Etonnante réaction, s’il en est une, qui mérite qu’on s’y attarde un peu. Pour le dire comme la Campbell Brown de CNN, « Let’s cut through the bull…»
L’intervention du président français participe de l’onde de sympathie qui a enveloppé Polanski après l’annonce de son arrestation. On a chanté son talent, ses œuvres de bienfaisance, la grandeur de l’homme. À lire certaines réactions en sa faveur, on aurait dit une sorte de double réincarnation, la combinaison de Picasso et de Mère Theresa. Très bien. Mais rappelons en passant que nombre de braves gens aussi bien généreux que talentueux ont connu le cachot ou y sont encore, et leur notoriété n’a su en rien les soustraire à l’administration de la justice. Les Tyson, Vick, Davis, Barclay et autre Simpson sont du nombre.
Cependant, ce qui m’intéresse ici, ce n’est pas le sort de Polanski. Qu’il soit extradé ou pas aux Etats-Unis, qu’on l’emprisonne ou pas ne me préoccupe pas ici. Le fait est que bientôt cette affaire sera conclue. Elle laissera sous peu indifférents la plupart des gens qui en ont entendu parler.
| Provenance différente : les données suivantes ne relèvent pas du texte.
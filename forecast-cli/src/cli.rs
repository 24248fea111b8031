use anyhow::{Result, anyhow};
use chrono::{DateTime, Utc};
use clap::{Parser, Subcommand};
use forecast_core::{
    Config, Coordinates, LocationContext, NominatimGeocoder, provider_from_config, render,
    scale, summary, transform_current, transform_hourly,
};
use inquire::CustomType;

/// Top-level CLI struct.
#[derive(Debug, Parser)]
#[command(name = "forecast", version, about = "Hourly weather table for a coordinate pair")]
pub struct Cli {
    /// Log at debug level unless RUST_LOG is set.
    #[arg(short, long, global = true)]
    pub verbose: bool,

    #[command(subcommand)]
    pub command: Command,
}

#[derive(Debug, Subcommand)]
pub enum Command {
    /// Save a default location and forecast settings.
    Configure {
        /// Latitude in degrees; prompted for when absent.
        #[arg(long, allow_negative_numbers = true)]
        lat: Option<f64>,

        /// Longitude in degrees; prompted for when absent.
        #[arg(long, allow_negative_numbers = true)]
        lon: Option<f64>,

        /// Days of hourly data to request (1-16).
        #[arg(long)]
        forecast_days: Option<u8>,
    },

    /// Show current conditions and the next 24 hours.
    Show {
        /// Latitude in degrees; defaults to the configured location.
        #[arg(long, allow_negative_numbers = true, requires = "lon")]
        lat: Option<f64>,

        /// Longitude in degrees; defaults to the configured location.
        #[arg(long, allow_negative_numbers = true, requires = "lat")]
        lon: Option<f64>,

        /// RFC 3339 instant to treat as "now"; if absent, the system clock.
        #[arg(long)]
        now: Option<DateTime<Utc>>,
    },

    /// List the WMO weather codes and their descriptions.
    Codes,
}

impl Cli {
    pub async fn run(self) -> Result<()> {
        match self.command {
            Command::Configure {
                lat,
                lon,
                forecast_days,
            } => configure(lat, lon, forecast_days),
            Command::Show { lat, lon, now } => show(lat, lon, now).await,
            Command::Codes => {
                for (code, description) in scale::weather_codes() {
                    println!("{code:>3}  {description}");
                }
                Ok(())
            }
        }
    }
}

fn prompt_degrees(label: &str, given: Option<f64>) -> Result<f64> {
    match given {
        Some(value) => Ok(value),
        None => Ok(CustomType::<f64>::new(label)
            .with_error_message("Please type a number, e.g. 52.37")
            .prompt()?),
    }
}

fn configure(lat: Option<f64>, lon: Option<f64>, forecast_days: Option<u8>) -> Result<()> {
    let mut config = Config::load()?;

    let latitude = prompt_degrees("Latitude:", lat)?;
    let longitude = prompt_degrees("Longitude:", lon)?;
    config.set_default_location(Coordinates::new(latitude, longitude)?);

    if let Some(days) = forecast_days {
        config.set_forecast_days(days)?;
    }

    config.save()?;
    println!(
        "Saved configuration to {}",
        Config::config_file_path()?.display()
    );

    Ok(())
}

fn resolve_location(config: &Config, lat: Option<f64>, lon: Option<f64>) -> Result<Coordinates> {
    match (lat, lon) {
        (Some(latitude), Some(longitude)) => Coordinates::new(latitude, longitude),
        (None, None) => config.default_location(),
        _ => Err(anyhow!("--lat and --lon must be given together")),
    }
}

async fn show(lat: Option<f64>, lon: Option<f64>, now: Option<DateTime<Utc>>) -> Result<()> {
    let config = Config::load()?;
    let coordinates = resolve_location(&config, lat, lon)?;

    let provider = provider_from_config(&config)?;
    let geocoder = NominatimGeocoder::new(&config.user_agent)?;

    let (forecast, place) = tokio::join!(
        provider.fetch(coordinates),
        geocoder.place_name(coordinates)
    );
    let forecast = forecast?;

    let location = match place {
        Ok(Some(name)) => name,
        Ok(None) => {
            tracing::warn!(%coordinates, "no place found for coordinates");
            coordinates.to_string()
        }
        Err(err) => {
            tracing::warn!(%coordinates, error = %err, "reverse geocoding failed");
            coordinates.to_string()
        }
    };

    let context = LocationContext::new(&forecast.timezone, now.unwrap_or_else(Utc::now))?;
    let rows = transform_hourly(&forecast.hourly, &context)?;
    let current = transform_current(&forecast.current);

    for line in summary(&location, &current, &context.timezone) {
        println!("{line}");
    }
    println!();
    println!("{}", render(&rows));

    Ok(())
}
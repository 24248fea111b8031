use anyhow::{Context, Result, anyhow};
use directories::ProjectDirs;
use serde::{Deserialize, Serialize};
use std::{fs, path::PathBuf};

use crate::model::Coordinates;

/// Open-Meteo serves at most this many forecast days.
pub const MAX_FORECAST_DAYS: u8 = 16;
const DEFAULT_FORECAST_DAYS: u8 = 2;
const DEFAULT_USER_AGENT: &str = concat!("forecast-cli/", env!("CARGO_PKG_VERSION"));

/// Top-level configuration stored on disk.
#[derive(Debug, Clone, Serialize, Deserialize)]
#[serde(default)]
pub struct Config {
    /// Days of hourly data to request; two always cover the next 24 hours.
    pub forecast_days: u8,

    /// Sent to Nominatim, which rejects anonymous clients.
    pub user_agent: String,

    /// Example TOML:
    /// [default_location]
    /// latitude = 52.37
    /// longitude = 4.89
    pub default_location: Option<Coordinates>,
}

impl Default for Config {
    fn default() -> Self {
        Self {
            forecast_days: DEFAULT_FORECAST_DAYS,
            user_agent: DEFAULT_USER_AGENT.to_string(),
            default_location: None,
        }
    }
}

impl Config {
    /// Return the saved location or explain how to set one.
    pub fn default_location(&self) -> Result<Coordinates> {
        self.default_location.ok_or_else(|| {
            anyhow!(
                "No default location configured.\n\
                 Hint: run `forecast configure` or pass --lat and --lon."
            )
        })
    }

    pub fn set_default_location(&mut self, coordinates: Coordinates) {
        self.default_location = Some(coordinates);
    }

    pub fn set_forecast_days(&mut self, days: u8) -> Result<()> {
        check_forecast_days(days)?;
        self.forecast_days = days;
        Ok(())
    }

    /// Reject values a hand-edited file may carry.
    pub fn validate(&self) -> Result<()> {
        check_forecast_days(self.forecast_days)?;
        if let Some(location) = self.default_location {
            Coordinates::new(location.latitude, location.longitude)
                .context("Invalid default_location in config")?;
        }
        Ok(())
    }

    /// Load config from disk, or return the defaults if it doesn't exist yet.
    pub fn load() -> Result<Self> {
        let path = Self::config_file_path()?;
        if !path.exists() {
            tracing::debug!(path = %path.display(), "no config file, using defaults");
            return Ok(Self::default());
        }

        let contents = fs::read_to_string(&path)
            .with_context(|| format!("Failed to read config file: {}", path.display()))?;

        let cfg = Self::from_toml(&contents)
            .with_context(|| format!("Failed to parse config file: {}", path.display()))?;

        Ok(cfg)
    }

    /// Save config to disk, creating parent directories as needed.
    pub fn save(&self) -> Result<()> {
        let path = Self::config_file_path()?;

        if let Some(parent) = path.parent() {
            fs::create_dir_all(parent).with_context(|| {
                format!("Failed to create config directory: {}", parent.display())
            })?;
        }

        fs::write(&path, self.to_toml()?)
            .with_context(|| format!("Failed to write config file: {}", path.display()))?;

        tracing::info!(path = %path.display(), "saved configuration");
        Ok(())
    }

    pub fn from_toml(contents: &str) -> Result<Self> {
        let cfg: Config = toml::from_str(contents)?;
        cfg.validate()?;
        Ok(cfg)
    }

    pub fn to_toml(&self) -> Result<String> {
        toml::to_string_pretty(self).context("Failed to serialize configuration to TOML")
    }

    /// Path to the config file.
    pub fn config_file_path() -> Result<PathBuf> {
        let dirs = ProjectDirs::from("dev", "forecast", "forecast-cli")
            .ok_or_else(|| anyhow!("Could not determine platform config directory"))?;

        Ok(dirs.config_dir().join("config.toml"))
    }
}

fn check_forecast_days(days: u8) -> Result<()> {
    if (1..=MAX_FORECAST_DAYS).contains(&days) {
        Ok(())
    } else {
        Err(anyhow!(
            "forecast_days must be between 1 and {MAX_FORECAST_DAYS}, got {days}"
        ))
    }
}

#[cfg(test)]
mod tests {
    use super::*;

    #[test]
    fn default_location_errors_when_not_set() {
        let cfg = Config::default();
        let err = cfg.default_location().unwrap_err();

        assert!(err.to_string().contains("No default location configured"));
        assert!(err.to_string().contains("Hint: run `forecast configure`"));
    }

    #[test]
    fn set_default_location_and_read_back() {
        let mut cfg = Config::default();
        let amsterdam = Coordinates::new(52.37, 4.89).expect("valid coordinates");

        cfg.set_default_location(amsterdam);

        let location = cfg.default_location().expect("default location must exist");
        assert_eq!(location, amsterdam);
    }

    #[test]
    fn toml_round_trip_keeps_settings() {
        let mut cfg = Config::default();
        cfg.set_default_location(Coordinates::new(-33.87, 151.21).expect("valid coordinates"));
        cfg.set_forecast_days(3).expect("in range");

        let text = cfg.to_toml().expect("serializable");
        assert!(text.contains("[default_location]"));

        let parsed = Config::from_toml(&text).expect("parsable");
        assert_eq!(parsed.default_location, cfg.default_location);
        assert_eq!(parsed.forecast_days, 3);
        assert_eq!(parsed.user_agent, cfg.user_agent);
    }

    #[test]
    fn missing_keys_fall_back_to_defaults() {
        let cfg = Config::from_toml("").expect("empty file is valid");

        assert!(cfg.default_location.is_none());
        assert_eq!(cfg.forecast_days, DEFAULT_FORECAST_DAYS);
        assert!(cfg.user_agent.starts_with("forecast-cli/"));
    }

    #[test]
    fn forecast_days_out_of_range_is_rejected() {
        let mut cfg = Config::default();
        assert!(cfg.set_forecast_days(0).is_err());
        assert!(cfg.set_forecast_days(MAX_FORECAST_DAYS + 1).is_err());
        assert_eq!(cfg.forecast_days, DEFAULT_FORECAST_DAYS);

        let err = Config::from_toml("forecast_days = 40").unwrap_err();
        assert!(err.to_string().contains("forecast_days"));
    }

    #[test]
    fn invalid_saved_location_is_rejected() {
        let err = Config::from_toml("[default_location]\nlatitude = 95.0\nlongitude = 0.0\n")
            .unwrap_err();
        assert!(format!("{err:#}").contains("Latitude"));
    }
}
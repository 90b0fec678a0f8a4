//! Per-delivery job execution: parse, claim, fetch, infer, persist.
//!
//! Every failure is contained here and turned into an [`Outcome`]; the
//! consumer only needs [`Outcome::disposition`] to settle the delivery.

use std::sync::Arc;
use std::time::Instant;

use crate::models::detection::DetectionResult;
use crate::models::job::JobMessage;
use crate::worker_state::WorkerState;

/// Longest error text written to `jobs.error_message`, in characters.
pub const MAX_ERROR_MESSAGE_CHARS: usize = 500;

#[derive(Debug, Clone, Copy, PartialEq, Eq, strum::Display, strum::IntoStaticStr)]
#[strum(serialize_all = "snake_case")]
pub enum FailureKind {
    MalformedMessage,
    StoreUnavailable,
    ArtifactFetchFailed,
    InferenceFailed,
}

/// Pipeline step a failure originated in.
#[derive(Debug, Clone, Copy, PartialEq, Eq, strum::Display, strum::IntoStaticStr)]
#[strum(serialize_all = "snake_case")]
pub enum Step {
    Parse,
    MarkProcessing,
    FetchArtifact,
    Inference,
    PersistResult,
}

#[derive(Debug, Clone, PartialEq, thiserror::Error)]
#[error("{kind} at {step}: {detail}")]
pub struct Failure {
    /// `None` when the message could not be parsed
    pub job_id: Option<i64>,
    pub kind: FailureKind,
    pub step: Step,
    pub detail: String,
}

impl Failure {
    fn new(job_id: Option<i64>, kind: FailureKind, step: Step, detail: impl ToString) -> Self {
        Self {
            job_id,
            kind,
            step,
            detail: detail.to_string(),
        }
    }

    /// Reason recorded on the failed job.
    pub fn job_error_message(&self) -> String {
        truncate_chars(&self.to_string(), MAX_ERROR_MESSAGE_CHARS)
    }
}

#[derive(Debug, Clone, PartialEq)]
pub enum Outcome {
    Success,
    Failure(Failure),
}

/// How the consumer settles a delivery.
#[derive(Debug, Clone, Copy, PartialEq, Eq)]
pub enum Disposition {
    Ack,
    /// Reject without requeue; the broker may dead-letter it.
    Reject,
}

impl Outcome {
    pub fn disposition(&self) -> Disposition {
        match self {
            Outcome::Success => Disposition::Ack,
            Outcome::Failure(_) => Disposition::Reject,
        }
    }

    pub fn is_success(&self) -> bool {
        matches!(self, Outcome::Success)
    }
}

pub fn truncate_chars(text: &str, max_chars: usize) -> String {
    text.chars().take(max_chars).collect()
}

/// Run one delivery body through the pipeline.
pub async fn execute(state: &WorkerState, body: &[u8]) -> Outcome {
    let message = match JobMessage::parse(body) {
        Ok(message) => message,
        Err(e) => {
            let failure = Failure::new(None, FailureKind::MalformedMessage, Step::Parse, e);
            tracing::error!(
                job_id = "unavailable",
                step = %failure.step,
                kind = %failure.kind,
                error = %failure.detail,
                "Rejecting malformed job message"
            );
            record_failure_metric(&failure);
            return Outcome::Failure(failure);
        }
    };

    let job_id = message.job_id;
    tracing::info!(
        job_id,
        artifact_key = %message.artifact_key,
        "Processing analysis job"
    );

    if let Err(e) = state.jobs.mark_processing(job_id).await {
        let failure = Failure::new(
            Some(job_id),
            FailureKind::StoreUnavailable,
            Step::MarkProcessing,
            e,
        );
        log_failure(&failure);
        record_failure_metric(&failure);
        return Outcome::Failure(failure);
    }

    let start = Instant::now();
    match run_job(state, &message).await {
        Ok(result) => {
            metrics::counter!("analysis_jobs_completed_total").increment(1);
            metrics::counter!("analysis_detections_total")
                .increment(u64::from(result.total_detections()));
            metrics::histogram!("analysis_job_duration_seconds")
                .record(start.elapsed().as_secs_f64());

            tracing::info!(
                job_id,
                viable = result.counts.viable,
                apoptosis = result.counts.apoptosis,
                other = result.counts.other,
                average_confidence = result.average_confidence,
                duration_ms = start.elapsed().as_millis() as u64,
                "Job completed"
            );
            Outcome::Success
        }
        Err(failure) => {
            log_failure(&failure);
            record_failure_metric(&failure);
            record_job_failure(state, &failure).await;
            Outcome::Failure(failure)
        }
    }
}

/// Steps 3-5. Any error here leaves the job in `processing` until
/// [`record_job_failure`] moves it to `failed`.
async fn run_job(state: &WorkerState, message: &JobMessage) -> Result<DetectionResult, Failure> {
    let job_id = message.job_id;

    let artifact = state
        .storage
        .get(&message.artifact_key)
        .await
        .map_err(|e| {
            Failure::new(
                Some(job_id),
                FailureKind::ArtifactFetchFailed,
                Step::FetchArtifact,
                e,
            )
        })?;
    tracing::debug!(job_id, bytes = artifact.len(), "Artifact downloaded");

    let inference_failed = |e: &dyn std::fmt::Display| {
        Failure::new(
            Some(job_id),
            FailureKind::InferenceFailed,
            Step::Inference,
            e,
        )
    };
    let engine = Arc::clone(&state.engine);
    let result = tokio::task::spawn_blocking(move || engine.infer(&artifact))
        .await
        .map_err(|e| inference_failed(&e))?
        .map_err(|e| inference_failed(&e))?;

    state
        .jobs
        .complete_with_result(job_id, &result)
        .await
        .map_err(|e| {
            Failure::new(
                Some(job_id),
                FailureKind::StoreUnavailable,
                Step::PersistResult,
                e,
            )
        })?;

    Ok(result)
}

/// Best-effort `failed` transition. A second failure is logged and dropped;
/// the delivery is rejected either way.
async fn record_job_failure(state: &WorkerState, failure: &Failure) {
    let Some(job_id) = failure.job_id else {
        return;
    };

    if let Err(e) = state
        .jobs
        .mark_failed(job_id, &failure.job_error_message())
        .await
    {
        tracing::error!(
            job_id,
            step = "mark_failed",
            kind = %failure.kind,
            error = %e,
            "Failed to record job failure"
        );
    }
}

fn log_failure(failure: &Failure) {
    tracing::error!(
        job_id = failure.job_id,
        step = %failure.step,
        kind = %failure.kind,
        error = %failure.detail,
        "Job step failed"
    );
}

fn record_failure_metric(failure: &Failure) {
    let kind: &'static str = failure.kind.into();
    metrics::counter!("analysis_jobs_failed_total", "kind" => kind).increment(1);
}

#[cfg(test)]
mod tests {
    use super::*;

    #[test]
    fn test_disposition() {
        assert_eq!(Outcome::Success.disposition(), Disposition::Ack);
        let failure = Failure::new(Some(1), FailureKind::InferenceFailed, Step::Inference, "boom");
        assert_eq!(Outcome::Failure(failure).disposition(), Disposition::Reject);
    }

    #[test]
    fn test_failure_display() {
        let failure = Failure::new(
            Some(42),
            FailureKind::ArtifactFetchFailed,
            Step::FetchArtifact,
            "object not found: img/42.png",
        );
        assert_eq!(
            failure.to_string(),
            "artifact_fetch_failed at fetch_artifact: object not found: img/42.png"
        );
    }

    #[test]
    fn test_job_error_message_truncated() {
        let failure = Failure::new(
            Some(7),
            FailureKind::InferenceFailed,
            Step::Inference,
            "é".repeat(1000),
        );
        let message = failure.job_error_message();
        assert_eq!(message.chars().count(), MAX_ERROR_MESSAGE_CHARS);
        assert!(message.starts_with("inference_failed at inference: "));
    }

    #[test]
    fn test_truncate_short_text_unchanged() {
        assert_eq!(truncate_chars("short", 500), "short");
    }
}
Bientôt, elle sera oubliée même par les acteurs du processus, lesquels auront bien vite trouvé d’autres fugitifs à traquer, de nouveaux criminels à poursuivre, la défense d’autres causes, bref, d’autres chats à fouetter. Ce qui m’intéresse ici, c’est bien cette parole du chef de l’État français : «Je comprends que l'on soit choqué par la gravité des accusations contre Roman Polanski. Mais j'ajoute que ce n'est pas une bonne administration de la justice que de se prononcer trente-deux ans après les faits alors que l'intéressé a aujourd'hui 76 ans.»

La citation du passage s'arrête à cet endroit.